WHAT TO DO
The output is the lines below from the one with "the matched line's" through the one with "best_ratio = ratio;", both included, printed exactly and with no other line.

Records from a dataset
//! Insertion point resolution.
//!
//! Oracle hints describe where a candidate test should be spliced into the
//! test file, but hints are computed against the file as the oracle last saw
//! it and can be stale after prior acceptances. The resolver verifies every
//! hint against the file on disk with a fuzzy match and refuses to resolve
//! when nothing in the neighborhood is convincingly similar — a low-confidence
//! guess would mean mutating source at the wrong place.

use tracing::debug;

use crate::domain::error::InsertionError;
use crate::domain::models::{InsertionHint, InsertionPoint, ResolverConfig};

/// Resolves and verifies insertion points against actual file content.
pub struct InsertionResolver {
    config: ResolverConfig,
}

impl InsertionResolver {
    pub fn new(config: ResolverConfig) -> Self {
        Self { config }
    }

    /// Verify `hint` against `file_text` and return a trusted insertion point.
    ///
    /// The hinted line is checked first; if its context does not clear the
    /// similarity threshold, lines within `neighborhood_lines` of the hint are
    /// tried nearest-first. Indentation always comes from the matched line's
    /// actual leading whitespace, never from the hint.
    pub fn resolve(
        &self,
        file_text: &str,
        hint: &InsertionHint,
    ) -> Result<InsertionPoint, InsertionError> {
        let lines: Vec<&str> = file_text.lines().collect();

        if lines.is_empty() || hint.line == 0 {
            return Err(InsertionError::OutOfBounds {
                hint_line: hint.line,
                file_lines: lines.len(),
            });
        }

        // A hint past EOF is stale, not hopeless: clamp and let the fuzzy
        // match decide.
        #[allow(clippy::cast_possible_truncation)]
        let anchor = hint.line.min(lines.len() as u32);

        let expected = self.normalize(&hint.context);
        let context_height = hint.context.lines().count().max(1);

        let mut best_ratio = 0.0_f64;
        let mut best_line: Option<u32> = None;

        for candidate in self.search_order(anchor, lines.len()) {
            let ratio = self.window_similarity(&lines, candidate, context_height, &expected);
            if ratio > best_ratio {
                best_ratio = ratio;
                best_line = Some(candidate);
            }
            // Exact match cannot be beaten; stop scanning.
            if (best_ratio - 1.0).abs() < f64::EPSILON {
                break;
            }
        }

        match best_line {
            Some(line) if best_ratio >= self.config.min_similarity => {
                let indentation = leading_whitespace(lines[(line - 1) as usize]);
                debug!(
                    hint_line = hint.line,
                    resolved_line = line,
                    confidence = best_ratio,
                    "Resolved insertion point"
                );
                Ok(InsertionPoint {
                    line_number: line,
                    indentation,
                    confidence: best_ratio,
                })
            }
            _ => Err(InsertionError::Ambiguous {
                hint_line: hint.line,
                best_ratio,
                threshold: self.config.min_similarity,
            }),
        }
    }

    /// Candidate lines to try: the anchor, then its neighbors nearest-first.
    fn search_order(&self, anchor: u32, file_lines: usize) -> Vec<u32> {
        #[allow(clippy::cast_possible_truncation)]
        let last = file_lines as u32;
        let mut order = vec![anchor];
        for delta in 1..=self.config.neighborhood_lines {
            if anchor > delta {
                order.push(anchor - delta);
            }
            if anchor + delta <= last {
                order.push(anchor + delta);
            }
        }
        order
    }

    /// Similarity of the window starting at `line` (1-based) to `expected`.
    fn window_similarity(
        &self,
        lines: &[&str],
        line: u32,
        height: usize,
        expected: &str,
    ) -> f64 {
        let start = (line - 1) as usize;
        let end = (start + height).min(lines.len());
        let window = lines[start..end].join("\n");
        similarity_ratio(&self.normalize(&window), expected)
    }

    /// Trim per-line whitespace and cap length at the comparison prefix.
    fn normalize(&self, text: &str) -> String {
        let joined = text
            .lines()
            .map(str::trim)
            .collect::<Vec<_>>()
            .join("\n");
        joined.chars().take(self.config.comparison_prefix).collect()
    }
}

/// Leading whitespace of a line, preserved exactly (tabs included).
fn leading_whitespace(line: &str) -> String {
    line.chars().take_while(|c| c.is_whitespace()).collect()
}

/// Normalized Levenshtein similarity in `[0, 1]`.
///
/// `1 - distance / max_len`; two empty strings are identical (1.0).
fn similarity_ratio(a: &str, b: &str) -> f64 {
    let a_chars: Vec<char> = a.chars().collect();
    let b_chars: Vec<char> = b.chars().collect();
    let longest = a_chars.len().max(b_chars.len());
    if longest == 0 {
        return 1.0;
    }
    let distance = levenshtein(&a_chars, &b_chars);
    #[allow(clippy::cast_precision_loss)]
    {
        1.0 - distance as f64 / longest as f64
    }
}

/// Classic two-row Levenshtein distance over chars.
fn levenshtein(a: &[char], b: &[char]) -> usize {
    if a.is_empty() {
        return b.len();
    }
    if b.is_empty() {
        return a.len();
    }

    let mut previous: Vec<usize> = (0..=b.len()).collect();
    let mut current = vec![0usize; b.len() + 1];

    for (i, &ca) in a.iter().enumerate() {
        current[0] = i + 1;
        for (j, &cb) in b.iter().enumerate() {
            let substitution = previous[j] + usize::from(ca != cb);
            current[j + 1] = substitution
                .min(previous[j + 1] + 1)
                .min(current[j] + 1);
        }
        std::mem::swap(&mut previous, &mut current);
    }

    previous[b.len()]
}

#[cfg(test)]
mod tests {
    use super::*;

    const FILE: &str = "\
import pytest

def test_parse_empty():
    assert parse(\"\") == []

def test_parse_single():
    assert parse(\"a\") == [\"a\"]
";

    fn resolver() -> InsertionResolver {
        InsertionResolver::new(ResolverConfig::default())
    }

    fn hint(line: u32, context: &str) -> InsertionHint {
        InsertionHint {
            line,
            indentation: String::new(),
            context: context.to_string(),
        }
    }

    #[test]
    fn exact_context_gives_full_confidence_at_hinted_line() {
        let point = resolver()
            .resolve(FILE, &hint(7, "    assert parse(\"a\") == [\"a\"]"))
            .expect("resolve");
        assert_eq!(point.line_number, 7);
        assert!((point.confidence - 1.0).abs() < f64::EPSILON);
    }

    #[test]
    fn indentation_comes_from_matched_line() {
        let point = resolver()
            .resolve(FILE, &hint(7, "assert parse(\"a\") == [\"a\"]"))
            .expect("resolve");
        assert_eq!(point.indentation, "    ");
    }

    #[test]
    fn stale_hint_recovers_via_neighborhood_search() {
        // Context matches line 7, hint says line 4.
        let point = resolver()
            .resolve(FILE, &hint(4, "assert parse(\"a\") == [\"a\"]"))
            .expect("resolve");
        assert_eq!(point.line_number, 7);
        assert!(point.confidence >= 0.8);
    }

    #[test]
    fn unmatchable_context_is_ambiguous() {
        let err = resolver()
            .resolve(FILE, &hint(4, "class CompletelyDifferentThing:"))
            .expect_err("ambiguous");
        assert!(matches!(err, InsertionError::Ambiguous { .. }));
    }

    #[test]
    fn empty_file_is_out_of_bounds() {
        let err = resolver()
            .resolve("", &hint(1, "anything"))
            .expect_err("out of bounds");
        assert!(matches!(err, InsertionError::OutOfBounds { .. }));
    }

    #[test]
    fn hint_past_eof_is_clamped_and_searched() {
        let point = resolver()
            .resolve(FILE, &hint(500, "assert parse(\"a\") == [\"a\"]"))
            .expect("resolve");
        assert_eq!(point.line_number, 7);
    }

    #[test]
    fn multi_line_context_matches_window() {
        let context = "def test_parse_single():\n    assert parse(\"a\") == [\"a\"]";
        let point = resolver().resolve(FILE, &hint(6, context)).expect("resolve");
        assert_eq!(point.line_number, 6);
        assert!((point.confidence - 1.0).abs() < f64::EPSILON);
    }

    #[test]
    fn neighborhood_is_bounded() {
        let config = ResolverConfig {
            neighborhood_lines: 1,
            ..ResolverConfig::default()
        };
        let resolver = InsertionResolver::new(config);
        // Match is at line 7, hint at line 2: outside a ±1 neighborhood.
        let err = resolver
            .resolve(FILE, &hint(2, "assert parse(\"a\") == [\"a\"]"))
            .expect_err("out of reach");
        assert!(matches!(err, InsertionError::Ambiguous { .. }));
    }

    #[test]
    fn similarity_ratio_basics() {
        assert!((similarity_ratio("", "") - 1.0).abs() < f64::EPSILON);
        assert!((similarity_ratio("abc", "abc") - 1.0).abs() < f64::EPSILON);
        assert!((similarity_ratio("abc", "") - 0.0).abs() < f64::EPSILON);
        let ratio = similarity_ratio("kitten", "sitting");
        assert!((ratio - (1.0 - 3.0 / 7.0)).abs() < 1e-9);
    }

    #[test]
    fn comparison_prefix_caps_cost_not_correctness() {
        let config = ResolverConfig {
            comparison_prefix: 10,
            ..ResolverConfig::default()
        };
        let resolver = InsertionResolver::new(config);
        let long_line = format!("    assert {} == 1", "x".repeat(500));
        let file = format!("fn a() {{}}\n{long_line}\n");
        let point = resolver
            .resolve(&file, &hint(2, &long_line))
            .expect("resolve");
        assert_eq!(point.line_number, 2);
    }
}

SOLUTION FOR THIS EXERCISE
    /// tried nearest-first. Indentation always comes from the matched line's
    /// actual leading whitespace, never from the hint.
    pub fn resolve(
        &self,
        file_text: &str,
        hint: &InsertionHint,
    ) -> Result<InsertionPoint, InsertionError> {
        let lines: Vec<&str> = file_text.lines().collect();

        if lines.is_empty() || hint.line == 0 {
            return Err(InsertionError::OutOfBounds {
                hint_line: hint.line,
                file_lines: lines.len(),
            });
        }

        // A hint past EOF is stale, not hopeless: clamp and let the fuzzy
        // match decide.
        #[allow(clippy::cast_possible_truncation)]
        let anchor = hint.line.min(lines.len() as u32);

        let expected = self.normalize(&hint.context);
        let context_height = hint.context.lines().count().max(1);

        let mut best_ratio = 0.0_f64;
        let mut best_line: Option<u32> = None;

        for candidate in self.search_order(anchor, lines.len()) {
            let ratio = self.window_similarity(&lines, candidate, context_height, &expected);
            if ratio > best_ratio {
                best_ratio = ratio;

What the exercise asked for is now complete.